# What the task asks
Where the string "words" appears in a line of the material below, copy that line.

# Excerpted records

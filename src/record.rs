//! This module contains the code necessary to read, write, and validate the boot configuration
//! record, with checksum verification/computation.
//!
//! The record is 32 bytes, stored little-endian with no padding:
//!
//! ```text
//!  0: "ABUM"           4: version          8: length           12: checksum
//! 16: last booted  17: requested  18: B bootable  19: A bootable
//! 20: image A offset  24: image B offset  28: recovery image offset
//! ```
//!
//! This is the layout already deployed on boards that boot through the same persistent
//! registers, so the compiled-in default below must keep checksumming to `0xAEB1BDB9`.

use crate::checksum::record_checksum;
use crate::flash::PageUtil;

use std::fmt;
use std::str::FromStr;

pub use deku::{DekuContainerRead, DekuContainerWrite};
use deku::error::DekuError;
use deku::{DekuRead, DekuUpdate, DekuWrite};
use thiserror::Error;

/// Identifies a record written by this format, as opposed to erased or random flash
pub const RECORD_MAGIC: [u8; 4] = *b"ABUM";

/// Size in bytes of the serialized record
pub const RECORD_SIZE: usize = 32;

const RECORD_VERSION: u32 = 1;
const RECORD_LENGTH: u32 = 4;

/// Reasons a stored record cannot be trusted
#[derive(Debug, Error)]
pub enum RecordError {
    #[error("record area is erased")]
    Erased,

    #[error("bad magic {0:02X?}")]
    BadMagic([u8; 4]),

    #[error("checksum mismatch: stored {stored:#010X}, computed {computed:#010X}")]
    ChecksumMismatch { stored: u32, computed: u32 },

    #[error("record truncated to {0} bytes")]
    Truncated(usize),

    #[error("record (de)serialization failed")]
    Encoding(#[from] DekuError),
}

/// The raw on-flash record, field for field
#[derive(Debug, Copy, Clone, Eq, PartialEq, DekuRead, DekuWrite)]
#[deku(endian = "little")]
pub struct RawBootRecord {
    pub id_tag: [u8; 4],
    pub version: u32,
    pub length: u32,
    pub checksum: u32,
    pub last_booted_image: u8,
    pub requested_image: u8,
    pub image_b_bootable: u8,
    pub image_a_bootable: u8,
    pub image_a_offset: u32,
    pub image_b_offset: u32,
    pub recovery_image_offset: u32,
}

impl RawBootRecord {
    /// The record as the eight 32-bit words the checksum is computed over
    fn words(&self) -> [u32; RECORD_SIZE / 4] {
        [
            u32::from_le_bytes(self.id_tag),
            self.version,
            self.length,
            self.checksum,
            u32::from_le_bytes([
                self.last_booted_image,
                self.requested_image,
                self.image_b_bootable,
                self.image_a_bootable,
            ]),
            self.image_a_offset,
            self.image_b_offset,
            self.recovery_image_offset,
        ]
    }

    /// Compute the checksum this record should carry
    pub fn compute_checksum(&self) -> u32 {
        record_checksum(Self { checksum: 0, ..*self }.words())
    }

    pub fn fix_checksum(&mut self) {
        self.checksum = self.compute_checksum();
    }

    /// Check the magic and the checksum
    pub fn validate(&self) -> Result<(), RecordError> {
        if self.id_tag != RECORD_MAGIC {
            return Err(RecordError::BadMagic(self.id_tag));
        }

        let computed = self.compute_checksum();
        if computed != self.checksum {
            return Err(RecordError::ChecksumMismatch {
                stored: self.checksum,
                computed,
            });
        }

        Ok(())
    }
}

/// One of the two firmware slots
#[derive(Debug, Default, Eq, PartialEq, Copy, Clone, Hash)]
pub enum ImageId {
    #[default]
    A,
    B,
}

impl ImageId {
    /// The slot that is not this one
    pub fn other(self) -> Self {
        match self {
            Self::A => Self::B,
            Self::B => Self::A,
        }
    }
}

impl From<ImageId> for u8 {
    fn from(value: ImageId) -> Self {
        match value {
            ImageId::A => 0,
            ImageId::B => 1,
        }
    }
}

/// Any nonzero value selects image B, as the boot ROM reads it
impl From<u8> for ImageId {
    fn from(value: u8) -> Self {
        match value {
            0 => Self::A,
            _ => Self::B,
        }
    }
}

impl FromStr for ImageId {
    type Err = anyhow::Error;

    fn from_str(s: &str) -> anyhow::Result<Self> {
        match s.to_ascii_uppercase().as_str() {
            "A" | "IMAGEA" => Ok(Self::A),
            "B" | "IMAGEB" => Ok(Self::B),
            _ => Err(anyhow::anyhow!("unknown image {s:?}, expected A or B")),
        }
    }
}

impl fmt::Display for ImageId {
    fn fmt(&self, f: &mut fmt::Formatter<'_>) -> fmt::Result {
        match self {
            Self::A => f.write_str("A"),
            Self::B => f.write_str("B"),
        }
    }
}

/// Which images may be booted, and which one should be
#[derive(Debug, Eq, PartialEq, Copy, Clone)]
pub struct PersistentState {
    /// Image A passed its integrity checks and may be booted
    pub image_a_bootable: bool,

    /// Image B passed its integrity checks and may be booted
    pub image_b_bootable: bool,

    /// The image the next boot should prefer
    pub requested_image: ImageId,

    /// The image the boot ROM last booted. Maintained by the boot ROM; only carried along here.
    pub last_booted_image: ImageId,
}

impl PersistentState {
    /// Is the given image marked bootable?
    pub fn is_bootable(&self, image: ImageId) -> bool {
        match image {
            ImageId::A => self.image_a_bootable,
            ImageId::B => self.image_b_bootable,
        }
    }
}

impl fmt::Display for PersistentState {
    fn fmt(&self, f: &mut fmt::Formatter<'_>) -> fmt::Result {
        write!(
            f,
            "A bootable: {}, B bootable: {}, requested: {}, last booted: {}",
            self.image_a_bootable,
            self.image_b_bootable,
            self.requested_image,
            self.last_booted_image
        )
    }
}

/// This represents the boot configuration record in a form that is ergonomic to work with.
///
/// The magic and checksum are not stored here; they are filled in on encode and checked on
/// decode.
#[derive(Debug, Eq, PartialEq, Copy, Clone)]
pub struct BootRecord {
    pub version: u32,
    pub length: u32,
    pub state: PersistentState,
    pub image_a_offset: u32,
    pub image_b_offset: u32,
    pub recovery_image_offset: u32,
}

impl BootRecord {
    /// Build the record written on first boot, for a given set of image slot offsets
    pub fn new(image_a_offset: u32, image_b_offset: u32, recovery_image_offset: u32) -> Self {
        Self {
            version: RECORD_VERSION,
            length: RECORD_LENGTH,
            state: PersistentState {
                image_a_bootable: true,
                image_b_bootable: true,
                requested_image: ImageId::A,
                last_booted_image: ImageId::A,
            },
            image_a_offset,
            image_b_offset,
            recovery_image_offset,
        }
    }

    /// Change the persistent state of this record
    pub fn with_state(mut self, state: PersistentState) -> Self {
        self.state = state;
        self
    }

    /// Flash offset of an image slot
    pub fn image_offset(&self, image: ImageId) -> u32 {
        match image {
            ImageId::A => self.image_a_offset,
            ImageId::B => self.image_b_offset,
        }
    }

    /// The checksum this record carries on flash
    pub fn checksum(&self) -> u32 {
        RawBootRecord::from(*self).checksum
    }

    /// Convert from a byte slice, rejecting anything with a bad magic or checksum
    pub fn decode(bytes: &[u8]) -> Result<Self, RecordError> {
        let bytes = bytes
            .get(..RECORD_SIZE)
            .ok_or(RecordError::Truncated(bytes.len()))?;
        if bytes.is_erased() {
            return Err(RecordError::Erased);
        }

        let (_, raw) = RawBootRecord::from_bytes((bytes, 0))?;
        raw.validate()?;
        Ok(raw.into())
    }

    /// Serialize, with magic and checksum filled in
    pub fn encode(&self) -> Result<Vec<u8>, RecordError> {
        let bytes = RawBootRecord::from(*self).to_bytes()?;
        debug_assert_eq!(bytes.len(), RECORD_SIZE);
        Ok(bytes)
    }
}

impl Default for BootRecord {
    /// The compiled-in record for the standard QSPI map
    fn default() -> Self {
        Self::new(0x0020_0000, 0x00F8_0000, 0x01E0_0000)
    }
}

impl fmt::Display for BootRecord {
    fn fmt(&self, f: &mut fmt::Formatter<'_>) -> fmt::Result {
        writeln!(f, "[Boot Image Info]")?;
        writeln!(f, "                 Ver: {}", self.version)?;
        writeln!(f, "              Length: {}", self.length)?;
        writeln!(f, "            Checksum: {:#010X}", self.checksum())?;
        writeln!(f, "    Persistent state: {}", self.state)?;
        writeln!(f, "        Img A Offset: {:#010X}", self.image_a_offset)?;
        writeln!(f, "        Img B Offset: {:#010X}", self.image_b_offset)?;
        write!(f, " Recovery Img Offset: {:#010X}", self.recovery_image_offset)
    }
}

impl From<RawBootRecord> for BootRecord {
    fn from(value: RawBootRecord) -> Self {
        let RawBootRecord {
            version,
            length,
            last_booted_image,
            requested_image,
            image_b_bootable,
            image_a_bootable,
            image_a_offset,
            image_b_offset,
            recovery_image_offset,
            ..
        } = value;

        Self {
            version,
            length,
            state: PersistentState {
                image_a_bootable: image_a_bootable != 0,
                image_b_bootable: image_b_bootable != 0,
                requested_image: requested_image.into(),
                last_booted_image: last_booted_image.into(),
            },
            image_a_offset,
            image_b_offset,
            recovery_image_offset,
        }
    }
}

impl From<BootRecord> for RawBootRecord {
    fn from(value: BootRecord) -> Self {
        let BootRecord {
            version,
            length,
            state,
            image_a_offset,
            image_b_offset,
            recovery_image_offset,
        } = value;

        let mut target = Self {
            id_tag: RECORD_MAGIC,
            version,
            length,
            checksum: 0,
            last_booted_image: state.last_booted_image.into(),
            requested_image: state.requested_image.into(),
            image_b_bootable: state.image_b_bootable.into(),
            image_a_bootable: state.image_a_bootable.into(),
            image_a_offset,
            image_b_offset,
            recovery_image_offset,
        };

        target.fix_checksum();
        target
    }
}

#[test]
fn test_default_record_layout() -> anyhow::Result<()> {
    let record = BootRecord::default();
    assert_eq!(record.checksum(), 0xAEB1BDB9);

    let bytes = record.encode()?;
    assert_eq!(bytes.len(), RECORD_SIZE);
    assert_eq!(&bytes[0..4], b"ABUM");
    assert_eq!(&bytes[4..8], &[1, 0, 0, 0]);
    assert_eq!(&bytes[12..16], &0xAEB1BDB9u32.to_le_bytes());
    assert_eq!(&bytes[16..20], &[0, 0, 1, 1]);
    assert_eq!(&bytes[20..24], &0x0020_0000u32.to_le_bytes());

    Ok(())
}

#[test]
fn test_encode_decode() -> anyhow::Result<()> {
    let record = BootRecord::new(0x4000, 0x14000, 0x24000).with_state(PersistentState {
        image_a_bootable: false,
        image_b_bootable: true,
        requested_image: ImageId::B,
        last_booted_image: ImageId::A,
    });

    let mut buf = vec![0xFFu8; 128];
    buf[..RECORD_SIZE].copy_from_slice(&record.encode()?);
    assert_eq!(BootRecord::decode(&buf)?, record);

    Ok(())
}

#[test]
fn test_decode_rejects_single_byte_corruption() -> anyhow::Result<()> {
    let bytes = BootRecord::default().encode()?;

    // Every field is covered: a change anywhere outside the checksum must be caught
    for i in (0..RECORD_SIZE).filter(|i| !(12..16).contains(i)) {
        let mut corrupt = bytes.clone();
        corrupt[i] ^= 0x10;
        assert!(BootRecord::decode(&corrupt).is_err(), "byte {i} not covered");
    }

    Ok(())
}

#[test]
fn test_decode_errors() -> anyhow::Result<()> {
    assert!(matches!(
        BootRecord::decode(&[0xFF; RECORD_SIZE]),
        Err(RecordError::Erased)
    ));
    assert!(matches!(
        BootRecord::decode(&[0xFF; 8]),
        Err(RecordError::Truncated(8))
    ));

    let mut bytes = BootRecord::default().encode()?;
    bytes[0] = b'X';
    assert!(matches!(
        BootRecord::decode(&bytes),
        Err(RecordError::BadMagic(_))
    ));

    let mut bytes = BootRecord::default().encode()?;
    bytes[12] ^= 1;
    assert!(matches!(
        BootRecord::decode(&bytes),
        Err(RecordError::ChecksumMismatch { .. })
    ));

    Ok(())
}

#[test]
fn test_nonzero_selects_image_b() {
    let mut raw = RawBootRecord::from(BootRecord::default());
    raw.requested_image = 0x7F;
    raw.image_a_bootable = 0x02;
    raw.fix_checksum();
    assert!(raw.validate().is_ok());

    let record = BootRecord::from(raw);
    assert_eq!(record.state.requested_image, ImageId::B);
    assert!(record.state.image_a_bootable);
}

#[test]
fn test_image_id_parse() {
    assert_eq!("a".parse::<ImageId>().unwrap(), ImageId::A);
    assert_eq!("ImageB".parse::<ImageId>().unwrap(), ImageId::B);
    assert!("C".parse::<ImageId>().is_err());
    assert_eq!(ImageId::A.other(), ImageId::B);
}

# Exercise output
    /// The record as the eight 32-bit words the checksum is computed over
    fn words(&self) -> [u32; RECORD_SIZE / 4] {
        record_checksum(Self { checksum: 0, ..*self }.words())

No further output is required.